Pressing on the slick sunset finish of Rubén Ortiz-Torres’ painting, you see the shadow of your hand beside that of your friend and then it fades as if you were never there. The nature of this interactivity is not immersive, not consuming in the way a Gibsonian, jacked-in cybersurfer (or an MMORPG player) experiences/becomes. Rather, it is consuming in the way of a penetrating
glance cast by a stranger in a dark public gathering place that catches the receiver in the middle of the chest and is long remembered, even though it was perhaps the most momentary experience of one’s life. The lingering questions: who, why, what… transmitted in the print, the look, the air between ebb and flow through Memory, layered upon the fading imprint of body heat cast by whatever number of viewers dared to touch the same surface.
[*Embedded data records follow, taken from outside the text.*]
#![forbid(unsafe_code)]
#![deny(
    unused_must_use,
    rustdoc::broken_intra_doc_links,
    rustdoc::bare_urls,
    missing_docs
)]
#![warn(clippy::all, clippy::pedantic, clippy::nursery, unreachable_pub)]

//! Shared data access layer for the metadata store: migrations, row
//! projections, and query helpers that run against a pool or an open
//! transaction.

pub mod error;
pub mod metadata;

pub use error::{DataError, Result as DataResult};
If interactivity, in today’s online gaming world and even for more pedestrian users like bloggers, vloggers, and social networkers, implies a certain machine-to-human-to-human interaction, with a performative component, the interactive quotient of these works is shockingly “lo-tek.” The concerns of high and low, however, are shared: what does it mean to navigate the political, aesthetic, and social (aren’t they the same in a way?) terrains of shared space/time? Is is possible to witness the “Other’s” sensations/cognitions, material-semiotic struggles, mediated in objects, subjectivities, and histories encountered in the institutional setting (be that the museum or Google Chrome)? What is the nature of that connection? How to describe it? Faulty, tenuous, vulnerable, pedantic, shrill, violent, contained, noisy, ephemeral, colored, blocked, or elegiac? What about gaps, glitches, non-functionality, errors, obviousness, inelegance, and awkwardness? Does my interface accommodate embarrassment, illiteracy, clumsiness, incompetence? While the stakes in on-line interactivity hinge on these last attributes being ameliorated through the discipline of practice, the works in this show leverage the incapacity of the viewer to prepare her laboring body for skilled engagement. Frailty and inability are prized when succumbing to the floating weight of Freud’s knowledge or the faux-foliage of funerary decor of Alberto Baraya.
The nest built by Franklin Cassaro of pages from books by Sigmund Freud, taped together with plastic packing material, breathes a welcome to its strange interior. “I could lie in here all day,” says my companion. “Yeah,” I sigh. Highly legible but impossible to “read,” these familiar texts, so important to 20th century thought, culture, and social/psychical understanding float around like a breathing womb, a lung-abyss that allows in light, receives the air from a rotating fan just outside, but does not encourage exit. Even the kindly young guard who so attentively lifts the edge so you can enter, is nowhere to be found when you want to leave. You have to struggle against the rigidity (however frail) of the tape, and the concern for damaging the already creased and worried edges of the text, to trip out awkwardly and straighten your skirt, and wonder about who might notice your dirty knees. While deliciously inviting, the interactivity solicited by this work is precarious, and if not imprisoning, then certainly sticky and all the more maddening thanks to its beauty.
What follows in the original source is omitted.